1. Anatomi dan morfologi
a. Cacing dewasa
 Bentuk cacing dewasa seperti pisau bedah (lancet).
 Ukuran panjang badan sekitar 5 mm-15 mm, lebar badan antara 1,5 mm- 2,5mm.
 Cacing ini mempunyai oral sucker maupun ventral sucker yang sama besar
ukurannya.
 Usus cacing mempnyai sekum yang tidak bercabang.
 Cacing memiliki uterus yang bentuknya melingkar, yang terdapat di bagian posterior
tubuh cacing.
 Terdapat dua buah testis yang besar ukurannya dengan lobus yang tidak nyata.
 Testis terletak di sebelah anterior ovarium yang berukuran kecil dan bulat bentuknya.

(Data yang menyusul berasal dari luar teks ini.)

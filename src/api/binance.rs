use std::collections::HashMap;
use std::num::NonZeroU32;
use std::sync::{Arc, Mutex};

use chrono::{TimeZone, Utc};
use governor::{Quota, RateLimiter};
use hmac::{Hmac, Mac};
use reqwest::Client;
use serde::Deserialize;
use sha2::Sha256;
use tokio::time::{sleep, Duration};

use crate::error::EngineError;
use crate::exchange::{ExchangeClient, MarketDataSource, OrderAck};
use crate::models::{Balance, Candle, Side};

const BINANCE_API_BASE: &str = "https://api.binance.com";
const RATE_LIMIT_RPM: u32 = 600;
const MAX_RETRIES: u32 = 3;

type HmacSha256 = Hmac<Sha256>;

// Type alias for the rate limiter to simplify signatures
type RestRateLimiter = RateLimiter<
    governor::state::direct::NotKeyed,
    governor::state::InMemoryState,
    governor::clock::DefaultClock,
>;

/// API key pair for the private endpoints.
#[derive(Clone)]
pub struct ApiCredentials {
    pub key: String,
    secret: String,
}

impl ApiCredentials {
    pub fn new(key: String, secret: String) -> Self {
        Self { key, secret }
    }

    /// HMAC-SHA256 signature of a query string, hex encoded.
    pub fn sign(&self, message: &str) -> String {
        let mut mac = HmacSha256::new_from_slice(self.secret.as_bytes())
            .expect("HMAC can take key of any size");
        mac.update(message.as_bytes());
        hex::encode(mac.finalize().into_bytes())
    }
}

/// REST client for Binance spot: public market data plus the signed
/// account/order surface. Public calls go through a shared rate limiter
/// and retry transient failures with exponential backoff.
#[derive(Clone)]
pub struct BinanceClient {
    client: Client,
    base_url: String,
    credentials: Option<ApiCredentials>,
    rate_limiter: Arc<RestRateLimiter>,
    precision_cache: Arc<Mutex<HashMap<String, u32>>>,
}

/// Kline row: open time, OHLCV as strings, close time, then quote fields
/// this client does not use.
type KlineRow = (
    i64,
    String,
    String,
    String,
    String,
    String,
    i64,
    serde_json::Value,
    serde_json::Value,
    serde_json::Value,
    serde_json::Value,
    serde_json::Value,
);

#[derive(Debug, Deserialize)]
struct TickerPrice {
    price: String,
}

#[derive(Debug, Deserialize)]
#[serde(rename_all = "camelCase")]
struct AccountInfo {
    balances: Vec<AssetBalance>,
}

#[derive(Debug, Deserialize)]
struct AssetBalance {
    asset: String,
    free: String,
    locked: String,
}

#[derive(Debug, Deserialize)]
#[serde(rename_all = "camelCase")]
struct OrderResponse {
    order_id: i64,
    executed_qty: String,
    cummulative_quote_qty: String,
}

#[derive(Debug, Deserialize)]
struct ExchangeInfo {
    symbols: Vec<SymbolInfo>,
}

#[derive(Debug, Deserialize)]
struct SymbolInfo {
    filters: Vec<SymbolFilter>,
}

#[derive(Debug, Deserialize)]
#[serde(rename_all = "camelCase")]
struct SymbolFilter {
    filter_type: String,
    step_size: Option<String>,
}

fn to_exchange_symbol(symbol: &str) -> String {
    symbol.replace('/', "")
}

fn parse_f64(raw: &str, what: &str) -> Result<f64, String> {
    raw.parse()
        .map_err(|_| format!("unparseable {}: {}", what, raw))
}

/// Decimal places implied by a LOT_SIZE step like "0.00100000".
fn step_size_decimals(step: &str) -> Option<u32> {
    let value: f64 = step.parse().ok()?;
    if value <= 0.0 {
        return None;
    }

    let mut decimals = 0u32;
    let mut scaled = value;
    while scaled.fract().abs() > 1e-9 && decimals < 12 {
        scaled *= 10.0;
        decimals += 1;
    }
    Some(decimals)
}

impl BinanceClient {
    pub fn new(credentials: Option<ApiCredentials>) -> Self {
        Self::with_base_url(BINANCE_API_BASE.to_string(), credentials)
    }

    /// Client against an explicit base URL (tests point this at a mock).
    pub fn with_base_url(base_url: String, credentials: Option<ApiCredentials>) -> Self {
        let client = Client::builder()
            .timeout(std::time::Duration::from_secs(30))
            .build()
            .unwrap_or_default();

        let quota = Quota::per_minute(NonZeroU32::new(RATE_LIMIT_RPM).unwrap());

        Self {
            client,
            base_url,
            credentials,
            rate_limiter: Arc::new(RateLimiter::direct(quota)),
            precision_cache: Arc::new(Mutex::new(HashMap::new())),
        }
    }

    /// Make a rate-limited public request with retry on transient errors.
    async fn get_public(&self, url: &str) -> Result<reqwest::Response, EngineError> {
        for attempt in 1..=MAX_RETRIES {
            self.rate_limiter.until_ready().await;

            match self.client.get(url).send().await {
                Ok(response) => {
                    let status = response.status();

                    if status.is_success() {
                        return Ok(response);
                    }

                    if status.as_u16() == 429 || status.is_server_error() {
                        let backoff_secs = 2u64.pow(attempt);
                        tracing::warn!(
                            "Transient error {} from exchange, retrying in {}s (attempt {}/{})",
                            status,
                            backoff_secs,
                            attempt,
                            MAX_RETRIES
                        );
                        sleep(Duration::from_secs(backoff_secs)).await;
                        continue;
                    }

                    let body = response.text().await.unwrap_or_default();
                    return Err(EngineError::DataUnavailable(format!(
                        "exchange API error ({}): {}",
                        status, body
                    )));
                }
                Err(e) if attempt < MAX_RETRIES => {
                    let backoff_secs = 2u64.pow(attempt);
                    tracing::warn!(
                        "Network error: {}, retrying in {}s (attempt {}/{})",
                        e,
                        backoff_secs,
                        attempt,
                        MAX_RETRIES
                    );
                    sleep(Duration::from_secs(backoff_secs)).await;
                }
                Err(e) => {
                    return Err(EngineError::DataUnavailable(format!(
                        "network error after {} retries: {}",
                        MAX_RETRIES, e
                    )));
                }
            }
        }

        Err(EngineError::DataUnavailable(format!(
            "request failed after {} retries",
            MAX_RETRIES
        )))
    }

    fn signed_query(&self, params: &[(&str, String)]) -> Result<String, EngineError> {
        let credentials = self.credentials.as_ref().ok_or_else(|| {
            EngineError::Configuration("private endpoint requires API credentials".to_string())
        })?;

        let mut query_parts: Vec<String> = params
            .iter()
            .map(|(k, v)| format!("{}={}", k, v))
            .collect();
        query_parts.push(format!("timestamp={}", Utc::now().timestamp_millis()));

        let query = query_parts.join("&");
        let signature = credentials.sign(&query);
        Ok(format!("{}&signature={}", query, signature))
    }

    fn api_key(&self) -> Result<&str, EngineError> {
        self.credentials
            .as_ref()
            .map(|c| c.key.as_str())
            .ok_or_else(|| {
                EngineError::Configuration("private endpoint requires API credentials".to_string())
            })
    }

    /// Fetch and cache the symbol's amount precision from its LOT_SIZE
    /// filter. Called once at startup; order sizing reads the cache.
    pub async fn refresh_symbol_precision(&self, symbol: &str) -> Result<(), EngineError> {
        let exchange_symbol = to_exchange_symbol(symbol);
        let url = format!(
            "{}/api/v3/exchangeInfo?symbol={}",
            self.base_url, exchange_symbol
        );

        let response = self.get_public(&url).await?;
        let info: ExchangeInfo = response.json().await.map_err(|e| {
            EngineError::DataUnavailable(format!("failed to parse exchange info: {}", e))
        })?;

        let decimals = info
            .symbols
            .first()
            .and_then(|s| {
                s.filters
                    .iter()
                    .find(|f| f.filter_type == "LOT_SIZE")
                    .and_then(|f| f.step_size.as_deref())
                    .and_then(step_size_decimals)
            })
            .ok_or_else(|| {
                EngineError::DataUnavailable(format!(
                    "no LOT_SIZE filter declared for {}",
                    exchange_symbol
                ))
            })?;

        tracing::info!("Amount precision for {}: {} decimals", symbol, decimals);
        self.precision_cache
            .lock()
            .unwrap()
            .insert(exchange_symbol, decimals);
        Ok(())
    }

    async fn submit_order(
        &self,
        symbol: &str,
        order_side: &str,
        amount: f64,
    ) -> Result<OrderAck, EngineError> {
        let exchange_symbol = to_exchange_symbol(symbol);
        let params = [
            ("symbol", exchange_symbol.clone()),
            ("side", order_side.to_uppercase()),
            ("type", "MARKET".to_string()),
            ("quantity", format!("{}", amount)),
        ];
        let query = self.signed_query(&params)?;
        let url = format!("{}/api/v3/order?{}", self.base_url, query);

        let response = self
            .client
            .post(&url)
            .header("X-MBX-APIKEY", self.api_key()?)
            .send()
            .await
            .map_err(|e| EngineError::Execution(format!("order request failed: {}", e)))?;

        let status = response.status();
        if !status.is_success() {
            let body = response.text().await.unwrap_or_default();
            return Err(EngineError::Execution(format!(
                "order rejected ({}): {}",
                status, body
            )));
        }

        let order: OrderResponse = response
            .json()
            .await
            .map_err(|e| EngineError::Execution(format!("unparseable order response: {}", e)))?;

        let executed =
            parse_f64(&order.executed_qty, "executed quantity").map_err(EngineError::Execution)?;
        let quote = parse_f64(&order.cummulative_quote_qty, "quote quantity")
            .map_err(EngineError::Execution)?;

        if executed <= 0.0 {
            return Err(EngineError::Execution(format!(
                "order {} reported no executed quantity",
                order.order_id
            )));
        }

        Ok(OrderAck {
            order_id: order.order_id.to_string(),
            fill_price: quote / executed,
            amount: executed,
        })
    }
}

impl MarketDataSource for BinanceClient {
    async fn fetch_candles(
        &self,
        symbol: &str,
        timeframe: &str,
        limit: usize,
    ) -> Result<Vec<Candle>, EngineError> {
        let url = format!(
            "{}/api/v3/klines?symbol={}&interval={}&limit={}",
            self.base_url,
            to_exchange_symbol(symbol),
            timeframe,
            limit
        );

        let response = self.get_public(&url).await?;
        let rows: Vec<KlineRow> = response
            .json()
            .await
            .map_err(|e| EngineError::DataUnavailable(format!("failed to parse klines: {}", e)))?;

        let mut candles = Vec::with_capacity(rows.len());
        for row in rows {
            let timestamp = Utc.timestamp_millis_opt(row.0).single().ok_or_else(|| {
                EngineError::DataUnavailable(format!("invalid kline timestamp {}", row.0))
            })?;
            candles.push(Candle {
                timestamp,
                open: parse_f64(&row.1, "open").map_err(EngineError::DataUnavailable)?,
                high: parse_f64(&row.2, "high").map_err(EngineError::DataUnavailable)?,
                low: parse_f64(&row.3, "low").map_err(EngineError::DataUnavailable)?,
                close: parse_f64(&row.4, "close").map_err(EngineError::DataUnavailable)?,
                volume: parse_f64(&row.5, "volume").map_err(EngineError::DataUnavailable)?,
            });
        }

        tracing::debug!("Fetched {} candles for {}", candles.len(), symbol);
        Ok(candles)
    }
}

impl ExchangeClient for BinanceClient {
    async fn get_balance(&self, currency: &str) -> Result<Balance, EngineError> {
        let query = self.signed_query(&[])?;
        let url = format!("{}/api/v3/account?{}", self.base_url, query);

        let response = self
            .client
            .get(&url)
            .header("X-MBX-APIKEY", self.api_key()?)
            .send()
            .await
            .map_err(|e| EngineError::Execution(format!("balance request failed: {}", e)))?;

        let status = response.status();
        if !status.is_success() {
            let body = response.text().await.unwrap_or_default();
            return Err(EngineError::Execution(format!(
                "balance request rejected ({}): {}",
                status, body
            )));
        }

        let account: AccountInfo = response
            .json()
            .await
            .map_err(|e| EngineError::Execution(format!("unparseable account info: {}", e)))?;

        match account.balances.iter().find(|b| b.asset == currency) {
            Some(balance) => {
                let free =
                    parse_f64(&balance.free, "free balance").map_err(EngineError::Execution)?;
                let used =
                    parse_f64(&balance.locked, "locked balance").map_err(EngineError::Execution)?;
                Ok(Balance {
                    free,
                    used,
                    total: free + used,
                })
            }
            None => {
                tracing::warn!("Currency {} not found in account balance", currency);
                Ok(Balance {
                    free: 0.0,
                    used: 0.0,
                    total: 0.0,
                })
            }
        }
    }

    async fn get_market_price(&self, symbol: &str) -> Result<f64, EngineError> {
        let url = format!(
            "{}/api/v3/ticker/price?symbol={}",
            self.base_url,
            to_exchange_symbol(symbol)
        );

        let response = self.get_public(&url).await?;
        let ticker: TickerPrice = response
            .json()
            .await
            .map_err(|e| EngineError::DataUnavailable(format!("failed to parse ticker: {}", e)))?;

        parse_f64(&ticker.price, "ticker price").map_err(EngineError::DataUnavailable)
    }

    async fn place_order(
        &self,
        symbol: &str,
        side: Side,
        amount: f64,
        _price: f64,
    ) -> Result<OrderAck, EngineError> {
        self.submit_order(symbol, side.entry_order(), amount).await
    }

    async fn close_position(
        &self,
        symbol: &str,
        side: Side,
        amount: f64,
        _price: f64,
    ) -> Result<OrderAck, EngineError> {
        self.submit_order(symbol, side.exit_order(), amount).await
    }

    fn amount_precision(&self, symbol: &str) -> Option<u32> {
        self.precision_cache
            .lock()
            .unwrap()
            .get(&to_exchange_symbol(symbol))
            .copied()
    }
}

 Kelenjar vitellaria terletak di sepertiga tubuh bagian tengah
b. telur
 Warna telur cacing ini coklat tua.
 Telur cacing ini berdinding tebal dan mempunyai operkulum.
 Telur cacing ini berukuran 38-45 mikron × 22-30 mikron
 Telur cacing ini mengandung mirasidium yang sempurna di dalamnya.

2. Daur hidup
Jika telur yang keluar bersama tinja penderita dimakan siput darat, telur akan
menetas menjadi larva mirasidium di dalam tubuh siput. Larva mirasidium kemudian
berubah menjadi sporokista, lalu berkembang menjadi serkaria.

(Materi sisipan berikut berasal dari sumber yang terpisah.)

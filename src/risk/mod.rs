// Risk management module
//
// Admission control for new entries: per-day trade count and concurrent
// position limits, checked at decision time.

use chrono::NaiveDate;
use serde::{Deserialize, Serialize};

/// Hard limits on position concurrency and trade rate.
#[derive(Debug, Clone, Copy, Serialize, Deserialize)]
pub struct RiskLimits {
    pub max_open_orders: u32,
    pub max_daily_trades: u32,
}

impl Default for RiskLimits {
    fn default() -> Self {
        Self {
            max_open_orders: 2,
            max_daily_trades: 6,
        }
    }
}

/// Mutable per-day risk counters, owned by the driver's tick loop.
#[derive(Debug, Clone)]
pub struct RiskState {
    pub trades_today: u32,
    pub last_trade_date: NaiveDate,
}

impl RiskState {
    pub fn new(today: NaiveDate) -> Self {
        Self {
            trades_today: 0,
            last_trade_date: today,
        }
    }

    /// Reset the daily counter the first time the tick date advances past
    /// the date trades were last counted on. In live mode `today` is the
    /// wall-clock date; in backtest it is the current candle's date.
    pub fn roll_date(&mut self, today: NaiveDate) {
        if today > self.last_trade_date {
            if self.trades_today > 0 {
                tracing::info!("Daily trades reset for {}", today);
            }
            self.trades_today = 0;
            self.last_trade_date = today;
        }
    }

    /// Count a successfully filled entry toward the daily limit.
    pub fn record_trade(&mut self) {
        self.trades_today += 1;
    }
}

/// Why an entry intent was refused admission.
#[derive(Debug, Clone, Copy, PartialEq, Eq)]
pub enum AdmissionBlock {
    MaxOpenPositions { open: u32, limit: u32 },
    DailyTradeLimit { today: u32, limit: u32 },
}

impl std::fmt::Display for AdmissionBlock {
    fn fmt(&self, f: &mut std::fmt::Formatter<'_>) -> std::fmt::Result {
        match self {
            AdmissionBlock::MaxOpenPositions { open, limit } => {
                write!(f, "open positions at limit ({}/{})", open, limit)
            }
            AdmissionBlock::DailyTradeLimit { today, limit } => {
                write!(f, "daily trade limit reached ({}/{})", today, limit)
            }
        }
    }
}

impl RiskLimits {
    /// Gate a new entry intent against the current counters.
    pub fn check(&self, open_positions: u32, state: &RiskState) -> Result<(), AdmissionBlock> {
        if open_positions >= self.max_open_orders {
            return Err(AdmissionBlock::MaxOpenPositions {
                open: open_positions,
                limit: self.max_open_orders,
            });
        }

        if state.trades_today >= self.max_daily_trades {
            return Err(AdmissionBlock::DailyTradeLimit {
                today: state.trades_today,
                limit: self.max_daily_trades,
            });
        }

        Ok(())
    }
}

#[cfg(test)]
mod tests {
    use super::*;

    fn date(day: u32) -> NaiveDate {
        NaiveDate::from_ymd_opt(2024, 3, day).unwrap()
    }

    #[test]
    fn test_admission_ok_below_limits() {
        let limits = RiskLimits::default();
        let state = RiskState::new(date(1));
        assert!(limits.check(0, &state).is_ok());
        assert!(limits.check(1, &state).is_ok());
    }

    #[test]
    fn test_admission_blocks_open_position_limit() {
        let limits = RiskLimits {
            max_open_orders: 2,
            max_daily_trades: 6,
        };
        let state = RiskState::new(date(1));

        let result = limits.check(2, &state);
        assert_eq!(
            result,
            Err(AdmissionBlock::MaxOpenPositions { open: 2, limit: 2 })
        );
    }

    #[test]
    fn test_admission_blocks_daily_trade_limit() {
        let limits = RiskLimits {
            max_open_orders: 5,
            max_daily_trades: 1,
        };
        let mut state = RiskState::new(date(1));
        state.record_trade();

        let result = limits.check(0, &state);
        assert_eq!(
            result,
            Err(AdmissionBlock::DailyTradeLimit { today: 1, limit: 1 })
        );
    }

    #[test]
    fn test_daily_reset_on_date_advance() {
        let mut state = RiskState::new(date(1));
        state.record_trade();
        state.record_trade();
        assert_eq!(state.trades_today, 2);

        // Same day: counter persists.
        state.roll_date(date(1));
        assert_eq!(state.trades_today, 2);

        // Next day: counter resets.
        state.roll_date(date(2));
        assert_eq!(state.trades_today, 0);
        assert_eq!(state.last_trade_date, date(2));
    }

    #[test]
    fn test_date_never_rolls_backwards() {
        let mut state = RiskState::new(date(5));
        state.record_trade();

        state.roll_date(date(4));
        assert_eq!(state.trades_today, 1);
        assert_eq!(state.last_trade_date, date(5));
    }
}
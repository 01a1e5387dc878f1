/// MACD (Moving Average Convergence Divergence)
///
/// MACD line = EMA(close, fast) - EMA(close, slow)
/// Signal line = EMA(MACD line, signal)
/// Histogram = MACD line - Signal line
///
/// All three values are undefined until the slow EMA warm-up completes
/// (index < slow - 1). The signal EMA is seeded at the first defined MACD
/// line value, the same seeding convention the EMA itself uses.
use super::ema::ema_series;

/// One MACD sample: line, signal and histogram.
#[derive(Debug, Clone, Copy, PartialEq)]
pub struct MacdPoint {
    pub line: f64,
    pub signal: f64,
    pub histogram: f64,
}

/// Calculate the MACD series. Entries before the slow warm-up are None.
pub fn macd_series(
    values: &[f64],
    fast: usize,
    slow: usize,
    signal_period: usize,
) -> Vec<Option<MacdPoint>> {
    if values.is_empty() || fast == 0 || slow == 0 || signal_period == 0 {
        return vec![None; values.len()];
    }

    let ema_fast = ema_series(values, fast);
    let ema_slow = ema_series(values, slow);
    let warmup = slow - 1;

    let mut out = vec![None; values.len()];
    if values.len() <= warmup {
        return out;
    }

    let line: Vec<f64> = ema_fast
        .iter()
        .zip(ema_slow.iter())
        .skip(warmup)
        .map(|(f, s)| f - s)
        .collect();
    let signal = ema_series(&line, signal_period);

    for (offset, (&l, &s)) in line.iter().zip(signal.iter()).enumerate() {
        out[warmup + offset] = Some(MacdPoint {
            line: l,
            signal: s,
            histogram: l - s,
        });
    }

    out
}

Serkaria yang keluar dari tubuh siput jika dimakan semut akan tumbuh menjadi
metaserkaria yang infektif. Bila semut termakan hospes defenitif, metaserkaria akan
keluar dari kista, menembus dinding usus hospes defenitif lalu menuju ke hati dan
saluran empedu melewati sistem portal.

3. Gejala klinis
Karena kerusakan mekanis dan toksik yang terjadi pada hospes sangat kecil, maka
keluhan penderita dan gejala klinis sangat ringan, berupa gangguan pencernaan,
kembung, muntah, kolik empedu dan diare.

4. Diagnosis
Untuk menegakkan diagnosis, harus dilakukan pemeriksaan tinja untuk menemukan
telur cacing yang khas bentuknya.
5. Pengobatan dan pencegahan
Prazikuantel diberikan dengan dosis 25 mg/kg berat badan yang diberikan tiga kali
sehari selama dua hari, atau diberikan dalam bentuk dosis tunggal sebesar 40 mg/kg
berat badan. Klorakuin atau gentian violet dapat diberikan, sesuai dengan beratnya
infeksi.
Pencegahan sulit dilakukan karena hospes perantara sulit ditemukan.